→ What you should do
Report back the lines in this listing that carry the string "matches".

□ □ □ □ □ □ □

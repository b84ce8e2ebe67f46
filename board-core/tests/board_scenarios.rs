//! End-to-end board scenarios
//!
//! Drives `BoardState` the way a browser host would: drops from the
//! palette, pointer gestures on bodies and handles, content edits and a
//! snapshot round trip through a file.

use board_core::{
    AnchorMode, BoardConfig, BoardError, BoardState, Clock, ContentEdit, DropEvent, ElementId,
    ElementKind, ElementType, FixedClock, Handle, MediaSource, Point, PointerEvent, Position3,
    Rect, SceneStore, Size2, Snapshot, Viewport,
};
use chrono::{NaiveDate, TimeZone, Utc};

fn new_board() -> BoardState<FixedClock> {
    let clock = FixedClock(
        Utc.with_ymd_and_hms(2026, 10, 16, 8, 0, 0)
            .single()
            .expect("valid time"),
    );
    let config = BoardConfig {
        canvas: Size2::new(1200, 800),
        ..BoardConfig::default()
    };
    BoardState::with_clock(config, clock)
}

fn place_item<C: Clock>(board: &mut BoardState<C>, element_type: ElementType, x: f64, y: f64) -> ElementId {
    board
        .drop_element(&DropEvent::new(element_type, x, y))
        .expect("drop accepted")
}

#[test]
fn text_drop_uses_default_size_at_pointer() {
    let mut board = new_board();
    let id = place_item(&mut board, ElementType::Text, 50.0, 50.0);

    let element = board.store().find(&id).expect("placed");
    assert_eq!(element.position, Position3::new(50, 50, 1));
    assert_eq!(element.size, Size2::new(260, 160));
    assert_eq!(element.kind, ElementKind::Text(String::new()));
}

#[test]
fn drop_past_edge_threshold_is_rejected() {
    let mut board = new_board();
    // 1200 - 260 - 10 = 930
    assert!(board.drop_element(&DropEvent::new(ElementType::Text, 931.0, 10.0)).is_none());
    assert!(board.store().is_empty());
    assert!(!board.has_local_changes);
}

#[test]
fn drops_are_relative_to_viewport_origin() {
    let mut board = new_board();
    board.set_viewport(Viewport::new(Point::new(240.0, 64.0), Size2::new(1200, 800)));

    // Left of the canvas on screen.
    assert!(board.drop_element(&DropEvent::new(ElementType::Task, 200.0, 300.0)).is_none());

    let id = place_item(&mut board, ElementType::Task, 290.0, 114.0);
    let element = board.store().find(&id).expect("placed");
    assert_eq!((element.position.x, element.position.y), (50, 50));
    assert_eq!(element.size, Size2::new(220, 60));
}

#[test]
fn duplicate_link_keeps_single_edge() {
    let mut board = new_board();
    let a = place_item(&mut board, ElementType::Text, 0.0, 0.0);
    let b = place_item(&mut board, ElementType::Text, 400.0, 0.0);

    for _ in 0..2 {
        board.handle_pointer(&PointerEvent::press(a.clone(), 130.0, 160.0).with_handle(Handle::Link));
        board.handle_pointer(&PointerEvent::moved(300.0, 100.0));
        board.handle_pointer(&PointerEvent::release(500.0, 80.0));
    }
    // Reverse direction is refused too.
    assert!(!board.connect(&b, &a));

    assert_eq!(board.store().connections().count(), 1);
    assert_eq!(board.segments().len(), 1);
}

#[test]
fn deleting_target_clears_incoming_edge() {
    let mut board = new_board();
    let a = place_item(&mut board, ElementType::Text, 0.0, 0.0);
    let b = place_item(&mut board, ElementType::List, 400.0, 0.0);
    assert!(board.connect(&a, &b));

    let frame = board.delete(&b);
    assert!(frame.changed);
    assert!(frame.segments.is_empty());
    assert!(board.store().find(&a).expect("a").connections().is_empty());
    assert!(!board.delete(&b).changed);
}

#[test]
fn side_anchors_follow_configuration() {
    let config = BoardConfig {
        anchor_mode: AnchorMode::Sides,
        ..BoardConfig::default()
    };
    let mut board = BoardState::new(config);
    let a = place_item(&mut board, ElementType::Text, 0.0, 0.0);
    let b = place_item(&mut board, ElementType::Text, 0.0, 400.0);
    board.connect(&a, &b);

    let segments = board.segments();
    assert_eq!(segments[0].from, Point::new(130.0, 160.0));
    assert_eq!(segments[0].to, Point::new(130.0, 400.0));
}

#[test]
fn move_is_kept_out_of_reserved_strip() {
    let config = BoardConfig {
        reserved_strip: Some(Rect::new(0, 0, 1600, 48)),
        ..BoardConfig::default()
    };
    let mut board = BoardState::new(config);
    let id = place_item(&mut board, ElementType::Text, 100.0, 200.0);

    board.handle_pointer(&PointerEvent::press(id.clone(), 150.0, 250.0));
    board.handle_pointer(&PointerEvent::release(150.0, 60.0));

    let element = board.store().find(&id).expect("moved");
    assert_eq!(element.position.y, 48);
}

#[test]
fn media_edits_follow_file_and_url_rules() {
    let mut board = new_board();
    let image = place_item(&mut board, ElementType::Image, 10.0, 10.0);

    let pdf = ContentEdit::AttachFile {
        mime: "application/pdf".into(),
        bytes: b"%PDF".to_vec(),
    };
    assert!(!board.edit(&image, pdf).expect("edit"));

    let png = ContentEdit::AttachFile {
        mime: "image/png".into(),
        bytes: vec![0x89, b'P', b'N', b'G'],
    };
    assert!(board.edit(&image, png).expect("edit"));

    let video = place_item(&mut board, ElementType::Video, 400.0, 10.0);
    board
        .edit(
            &video,
            ContentEdit::SetVideoUrl {
                url: "https://youtu.be/oznr-1-poSU".into(),
            },
        )
        .expect("edit");

    let err = board
        .edit(&video, ContentEdit::SetTaskChecked { checked: true })
        .expect_err("wrong kind");
    assert!(matches!(err, BoardError::KindMismatch { .. }));

    match &board.store().find(&image).expect("image").kind {
        ElementKind::Image(media) => assert!(matches!(media.source, MediaSource::Inline { .. })),
        other => panic!("expected Image, got {other:?}"),
    }
    match &board.store().find(&video).expect("video").kind {
        ElementKind::Video(data) => assert_eq!(data.url, "https://www.youtube.com/embed/oznr-1-poSU"),
        other => panic!("expected Video, got {other:?}"),
    }
}

#[test]
fn date_drop_counts_down_from_tomorrow() {
    let mut board = new_board();
    let id = place_item(&mut board, ElementType::Date, 10.0, 10.0);
    match &board.store().find(&id).expect("date").kind {
        ElementKind::Date(date) => {
            assert_eq!(date.target_date, NaiveDate::from_ymd_opt(2026, 10, 17).expect("valid date"));
            assert_eq!(date.days_remaining(NaiveDate::from_ymd_opt(2026, 10, 16).expect("valid date")), 1);
        }
        other => panic!("expected Date, got {other:?}"),
    }
}

#[test]
fn snapshot_file_round_trip_drops_dangling_edges() {
    let mut board = new_board();
    let a = place_item(&mut board, ElementType::Text, 0.0, 0.0);
    let b = place_item(&mut board, ElementType::Task, 400.0, 0.0);
    let c = place_item(&mut board, ElementType::List, 800.0, 0.0);
    board.connect(&a, &b);
    board.connect(&c, &a);
    board
        .edit(&a, ContentEdit::SetText { text: "plan".into() })
        .expect("edit");

    let dir = tempfile::tempdir().expect("temp dir");
    let path = dir.path().join("board.json");
    let mut snapshot = board.export().expect("export");
    // Drop B from the document to leave A -> B dangling.
    snapshot.elements.retain(|e| e.id != b.to_string());
    snapshot.write_to_path(&path).expect("write");

    let mut other = new_board();
    let report = other
        .import(&Snapshot::read_from_path(&path).expect("read"))
        .expect("import");
    assert_eq!(report.elements, 2);
    assert_eq!(report.connections_restored, 1);
    assert_eq!(report.connections_dropped, 1);

    let store: &SceneStore = other.store();
    assert!(store.exists(&c, &a));
    assert!(store.find(&b).is_none());
    assert_eq!(
        store.find(&a).expect("a").kind,
        ElementKind::Text("plan".into())
    );
}

#[test]
fn malformed_import_leaves_board_untouched() {
    let mut board = new_board();
    place_item(&mut board, ElementType::Text, 0.0, 0.0);
    let before = board.store().clone();

    let err = Snapshot::from_json(r#"{"exportedAt": "2026-10-16T08:00:00Z"}"#).expect_err("no elements");
    assert!(matches!(err, BoardError::MalformedSnapshot(_)));

    let mut snapshot = board.export().expect("export");
    let copy = snapshot.elements[0].clone();
    snapshot.elements.push(copy);
    let err = board.import(&snapshot).expect_err("duplicate ids");
    assert!(matches!(err, BoardError::MalformedSnapshot(_)));
    assert_eq!(board.store(), &before);
}

#[test]
fn far_off_canvas_import_can_be_resized_and_moved() {
    let mut board = new_board();
    let snapshot = Snapshot::from_json(
        r#"{"elements": [
            {"id": "far", "type": "Text", "data": "lost",
             "position": {"x": -3.0e9, "y": 10, "z": 1}, "size": {"x": 260, "y": 160},
             "connections": []}
        ]}"#,
    )
    .expect("parse");
    board.import(&snapshot).expect("import");
    let id = ElementId::from("far");
    assert_eq!(board.store().find(&id).expect("far").position.x, i32::MIN);

    board.handle_pointer(&PointerEvent::press(id.clone(), 0.0, 0.0).with_handle(Handle::Resize));
    board.handle_pointer(&PointerEvent::moved(20.0, 20.0));
    let frame = board.handle_pointer(&PointerEvent::release(20.0, 20.0));
    assert!(frame.changed);

    let element = board.store().find(&id).expect("far");
    assert_eq!(element.size, Size2::new(280, 180));
    assert_eq!((element.position.x, element.position.y), (0, 10));

    let snapshot = Snapshot::from_json(
        r#"{"elements": [
            {"id": "far", "type": "Text", "data": "lost",
             "position": {"x": 3.0e9, "y": -3.0e9, "z": 1}, "size": {"x": 260, "y": 160},
             "connections": []}
        ]}"#,
    )
    .expect("parse");
    board.import(&snapshot).expect("import");
    board.handle_pointer(&PointerEvent::press(id.clone(), -3.0e9, 3.0e9));
    board.handle_pointer(&PointerEvent::release(3.0e9, -3.0e9));

    let element = board.store().find(&id).expect("far");
    assert_eq!((element.position.x, element.position.y), (1200 - 260, 0));
}
//! Command implementations.

use std::path::Path;

use anyhow::{bail, Context};
use board_core::{
    BoardConfig, BoardState, ContentEdit, DropEvent, ElementId, ElementKind, ElementType,
    ImportReport, Snapshot,
};

use crate::{board_config, CliArgs, Command};

/// Execute a parsed command and return what should be printed.
///
/// # Errors
///
/// Returns an error if a file cannot be read or written, the snapshot is
/// malformed, or the command refers to an unknown element.
pub fn run(args: &CliArgs) -> anyhow::Result<String> {
    let config = board_config(args)?;
    match &args.command {
        Command::New { path, force } => {
            if path.exists() && !force {
                bail!("{} already exists (use --force to overwrite)", path.display());
            }
            save(&mut BoardState::new(config), path)?;
            Ok(format!("Created empty board {}", path.display()))
        }
        Command::Inspect { path, json } => {
            let (board, report) = load(path, config)?;
            if *json {
                return serde_json::to_string_pretty(&report).context("Failed to encode report");
            }
            Ok(summary(&board, &report))
        }
        Command::Normalize { path, output } => {
            let (mut board, report) = load(path, config)?;
            let target = output.as_deref().unwrap_or(path);
            save(&mut board, target)?;
            Ok(format!(
                "Wrote {} element(s) to {} ({} dangling connection(s) dropped)",
                report.elements,
                target.display(),
                report.connections_dropped
            ))
        }
        Command::Place {
            path,
            element_type,
            x,
            y,
        } => {
            let (mut board, _) = load(path, config)?;
            let Some(id) = board.drop_element(&DropEvent::new(*element_type, *x, *y)) else {
                bail!("{element_type} does not fit at ({x}, {y})");
            };
            save(&mut board, path)?;
            Ok(id.to_string())
        }
        Command::Link {
            path,
            source,
            target,
        } => {
            let (mut board, _) = load(path, config)?;
            let (source, target) = (ElementId::from(source.as_str()), ElementId::from(target.as_str()));
            require(&board, &source)?;
            require(&board, &target)?;
            if !board.connect(&source, &target) {
                bail!("Cannot link {source} to {target}: same element or already linked");
            }
            save(&mut board, path)?;
            Ok(format!("Linked {source} -> {target}"))
        }
        Command::Unlink { path, a, b } => {
            let (mut board, _) = load(path, config)?;
            let (a, b) = (ElementId::from(a.as_str()), ElementId::from(b.as_str()));
            if !board.disconnect(&a, &b) {
                bail!("{a} and {b} are not linked");
            }
            save(&mut board, path)?;
            Ok(format!("Unlinked {a} and {b}"))
        }
        Command::Delete { path, id } => {
            let (mut board, _) = load(path, config)?;
            let id = ElementId::from(id.as_str());
            if !board.delete(&id).changed {
                bail!("No element {id}");
            }
            save(&mut board, path)?;
            Ok(format!("Deleted {id}"))
        }
        Command::EditText { path, id, text } => {
            let (mut board, _) = load(path, config)?;
            let id = ElementId::from(id.as_str());
            let element_type = require(&board, &id)?;
            let edit = match element_type {
                ElementType::Task => ContentEdit::SetTaskText { text: text.clone() },
                ElementType::Date => ContentEdit::SetDateNote { note: text.clone() },
                _ => ContentEdit::SetText { text: text.clone() },
            };
            let changed = board.edit(&id, edit)?;
            save(&mut board, path)?;
            Ok(if changed {
                format!("Updated {id}")
            } else {
                format!("{id} unchanged")
            })
        }
    }
}

fn load(path: &Path, config: BoardConfig) -> anyhow::Result<(BoardState, ImportReport)> {
    let snapshot = Snapshot::read_from_path(path)
        .with_context(|| format!("Failed to read board {}", path.display()))?;
    let mut board = BoardState::new(config);
    let report = board.import(&snapshot)?;
    if report.connections_dropped > 0 {
        tracing::warn!(
            "{}: dropped {} dangling connection(s)",
            path.display(),
            report.connections_dropped
        );
    }
    Ok((board, report))
}

fn save(board: &mut BoardState, path: &Path) -> anyhow::Result<()> {
    board
        .export()?
        .write_to_path(path)
        .with_context(|| format!("Failed to write board {}", path.display()))
}

fn require(board: &BoardState, id: &ElementId) -> anyhow::Result<ElementType> {
    board
        .store()
        .find(id)
        .map(board_core::CanvasElement::element_type)
        .with_context(|| format!("No element {id}"))
}

fn summary(board: &BoardState, report: &ImportReport) -> String {
    let mut out = format!(
        "{} element(s), {} connection(s)\n",
        report.elements, report.connections_restored
    );
    for element in board.store().elements() {
        let position = element.position;
        out.push_str(&format!(
            "{:<38} {:<6} ({}, {}, z={}) {}x{}  {}",
            element.id(),
            element.element_type(),
            position.x,
            position.y,
            position.z,
            element.size.x,
            element.size.y,
            preview(&element.kind)
        ));
        for edge in element.connections() {
            out.push_str(" -> ");
            out.push_str(edge.target.as_str());
        }
        out.push('\n');
    }
    out
}

fn preview(kind: &ElementKind) -> String {
    match kind {
        ElementKind::Text(text) => format!("{text:?}"),
        ElementKind::List(items) => format!("{} item(s)", items.len()),
        ElementKind::Task(task) => format!("[{}] {:?}", if task.checked { "x" } else { " " }, task.text),
        ElementKind::Image(media) | ElementKind::Audio(media) => {
            match media.source.mime() {
                Some(mime) => format!("inline {mime}"),
                None if media.source.is_empty() => "empty".to_string(),
                None => String::from(media.source.clone()),
            }
        }
        ElementKind::Video(video) => video.url.clone(),
        ElementKind::Date(date) => format!("{} {:?}", date.target_date, date.note),
    }
}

□ □ □ □ □ □ □

→ Solution
    assert!(matches!(err, BoardError::KindMismatch { .. }));
        ElementKind::Image(media) => assert!(matches!(media.source, MediaSource::Inline { .. })),
    assert!(matches!(err, BoardError::MalformedSnapshot(_)));
    assert!(matches!(err, BoardError::MalformedSnapshot(_)));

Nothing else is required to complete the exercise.